Che l'avvio di campionato del Napoli potesse essere meno semplice di quanto ipotizzabile, in fondo, lo si era compreso dopo pochi minuti del debutto a Frosinone. Cajuste toccava Baez in area, l'arbitro Marcenaro indicava il dischetto, 1-0 per i ciociari. Avvio choc. Con lo Scudetto sul petto.
Poi, sì, arrivavano i nostri. Victor Osimhen in primis, autore della doppietta che quel pomeriggio fissava il risultato su un incoraggiante 3-1. Ma anche Di Lorenzo, Politano, i soliti. Però quella sensazione di fondo rimaneva, amplificata dal gioco comunque brillante di un Frosinone generoso e dal palo che, nella ripresa, proprio Baez colpiva su punizione sfiorando il 2-2.

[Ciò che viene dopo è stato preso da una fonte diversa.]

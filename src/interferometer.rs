// This Source Code Form is subject to the terms of the Mozilla Public
// License, v. 2.0. If a copy of the MPL was not distributed with this
// file, You can obtain one at http://mozilla.org/MPL/2.0/.

//! Compute sampling and point-spread images from antenna positions, and post
//! them to an [`UpdateScheduler`].

use std::{sync::Arc, time::Duration};

use log::{debug, warn};
use ndarray::prelude::*;
use parking_lot::Mutex;

use crate::{
    baselines::Baselines,
    config::{ConfigError, DisplaySettings, InterferometryConfig},
    constants::IMAGE_SIZE_SOFT_MAX,
    pixels::PixelBuffer,
    psf::{centred, PsfSolver},
    sampling::SamplingGrid,
    scheduler::{ImageSink, ImageTarget, ImageUpdate, UpdateScheduler},
    types::AntennaHash,
    Antenna, SamplingError,
};

/// The results of a single computation, before being encoded for display.
#[derive(Debug, Clone)]
pub struct ComputedImages {
    pub baselines: Baselines,
    pub sampling: SamplingGrid,
    /// The point-spread function, with its origin at (0, 0).
    pub psf: Array2<f64>,
}

impl ComputedImages {
    /// The sampling image; the full uv plane, centred.
    pub fn sampling_pixels(&self, display: &DisplaySettings) -> PixelBuffer {
        PixelBuffer::encode(self.sampling.to_uv_image().view(), display.sampling_range)
    }

    /// The point-spread image.
    pub fn psf_pixels(&self, display: &DisplaySettings) -> PixelBuffer {
        if display.centre_psf {
            PixelBuffer::encode_with_gain(
                centred(self.psf.view()).view(),
                display.psf_gain,
                display.psf_range,
            )
        } else {
            PixelBuffer::encode_with_gain(self.psf.view(), display.psf_gain, display.psf_range)
        }
    }
}

/// Run the whole pipeline for `antennas` on a `width` x `height` image:
/// baselines, uv sampling, and the point-spread function.
pub fn compute_images(
    antennas: &[Antenna],
    width: usize,
    height: usize,
    solver: &mut PsfSolver,
) -> Result<ComputedImages, SamplingError> {
    if width < 1 || height < 1 {
        return Err(SamplingError::InvalidImageSize { width, height });
    }
    let baselines = Baselines::from_antennas(antennas)?;
    if width > IMAGE_SIZE_SOFT_MAX || height > IMAGE_SIZE_SOFT_MAX {
        warn!("Computing a large {width}x{height} image; this may be slow");
    }

    let sampling = SamplingGrid::from_baselines(&baselines, width, height);
    let psf = solver.solve(&sampling);
    Ok(ComputedImages {
        baselines,
        sampling,
        psf,
    })
}

/// Statistics of a successful computation.
#[derive(Debug, Clone, Copy, PartialEq)]
pub struct ComputeSummary {
    pub num_antennas: usize,
    pub num_baselines: usize,
    /// The longest baseline \[metres\].
    pub max_baseline_m: f64,
    /// Baseline to uv pixel scale \[pixels/metre\].
    pub scale: f64,
    /// The number of distinct uv cells sampled.
    pub num_samples: usize,
    pub width: usize,
    pub height: usize,
}

/// Produces sampling and point-spread images for the display owner.
///
/// Results are never written to images directly; they are posted to the
/// shared [`UpdateScheduler`], and the display owner applies them with
/// [`Interferometer::drain_all`] (or by draining the scheduler itself).
#[derive(Debug)]
pub struct Interferometer {
    config: InterferometryConfig,
    scheduler: Arc<UpdateScheduler>,
    solver: Mutex<PsfSolver>,
    /// The inputs of the last successful computation.
    last_computed: Mutex<Option<AntennaHash>>,
}

impl Interferometer {
    /// Create a new [`Interferometer`] posting to `scheduler`. The settings
    /// are validated first.
    pub fn new(
        config: InterferometryConfig,
        scheduler: Arc<UpdateScheduler>,
    ) -> Result<Interferometer, ConfigError> {
        config.validate()?;
        Ok(Interferometer {
            config,
            scheduler,
            solver: Mutex::new(PsfSolver::new()),
            last_computed: Mutex::new(None),
        })
    }

    pub fn config(&self) -> &InterferometryConfig {
        &self.config
    }

    pub fn scheduler(&self) -> &Arc<UpdateScheduler> {
        &self.scheduler
    }

    /// Compute images for `antennas` and post them to the scheduler. Returns
    /// whether images were posted. On failure nothing is posted, so whatever
    /// is displayed stays as it is.
    pub fn compute(&self, antennas: &[Antenna]) -> bool {
        match self.try_compute(antennas) {
            Ok(_) => true,
            Err(e) => {
                debug!("Not computing images: {e}");
                false
            }
        }
    }

    /// The same as [`Interferometer::compute`], but returns the reason for a
    /// failure or statistics of the computation.
    pub fn try_compute(&self, antennas: &[Antenna]) -> Result<ComputeSummary, SamplingError> {
        let (width, height) = (self.config.image_width, self.config.image_height);
        let images = {
            let mut solver = self.solver.lock();
            compute_images(antennas, width, height, &mut solver)?
        };

        let display = &self.config.display;
        self.scheduler.enqueue(ImageUpdate {
            target: ImageTarget::Sampling,
            pixels: images.sampling_pixels(display),
            resize: true,
        });
        self.scheduler.enqueue(ImageUpdate {
            target: ImageTarget::PointSpread,
            pixels: images.psf_pixels(display),
            resize: true,
        });
        *self.last_computed.lock() = Some(AntennaHash::new(antennas, width, height));

        let summary = ComputeSummary {
            num_antennas: antennas.len(),
            num_baselines: images.baselines.len(),
            max_baseline_m: images.baselines.max_length(),
            scale: images.sampling.scale(),
            num_samples: images.sampling.num_marked(),
            width,
            height,
        };
        debug!("Computed images: {summary:?}");
        Ok(summary)
    }

    /// Tell the interferometer that the antennas may have changed. If
    /// automatic updates are enabled and the antennas differ from the last
    /// computation, images are recomputed. Returns whether images were posted.
    pub fn antennas_changed(&self, antennas: &[Antenna]) -> bool {
        if !self.config.auto_update {
            return false;
        }
        let key = AntennaHash::new(antennas, self.config.image_width, self.config.image_height);
        if *self.last_computed.lock() == Some(key) {
            return false;
        }
        self.compute(antennas)
    }

    /// Install new settings. Returns whether the images are now out of date and
    /// should be recomputed. Invalid settings are rejected, and the old ones
    /// are kept.
    pub fn on_config_change(&mut self, config: InterferometryConfig) -> Result<bool, ConfigError> {
        config.validate()?;
        let stale = self.config.affects_images(&config);
        if stale {
            // Make sure the next change notification recomputes.
            *self.last_computed.lock() = None;
        }
        self.config = config;
        Ok(stale)
    }

    /// Apply all pending image updates with `sink`. This must be called from
    /// wherever image resources may be modified. Returns whether anything was
    /// applied.
    pub fn drain_all<S: ImageSink + ?Sized>(&self, sink: &mut S) -> bool {
        self.scheduler.drain_all(sink)
    }

    /// A timer callback for automatic updates. Pending updates are applied,
    /// and the delay until the next tick is returned. `None` is returned when
    /// automatic updates are disabled; the timer should stop.
    pub fn tick<S: ImageSink + ?Sized>(&self, sink: &mut S) -> Option<Duration> {
        self.drain_all(sink);
        if self.config.auto_update {
            Some(self.config.auto_update_interval())
        } else {
            None
        }
    }
}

Poco più di un mese più tardi, quei piccoli ma sinistri presagi si sono trasformati in qualcosa di molto più grosso. Oggi il Napoli non ha una difesa da top club. E non ce l'avrà, con ogni probabilità, neppure nella serata delle serate: contro il Real Madrid, il 3 ottobre, in un Maradona ebbro di entusiasmo e speranze.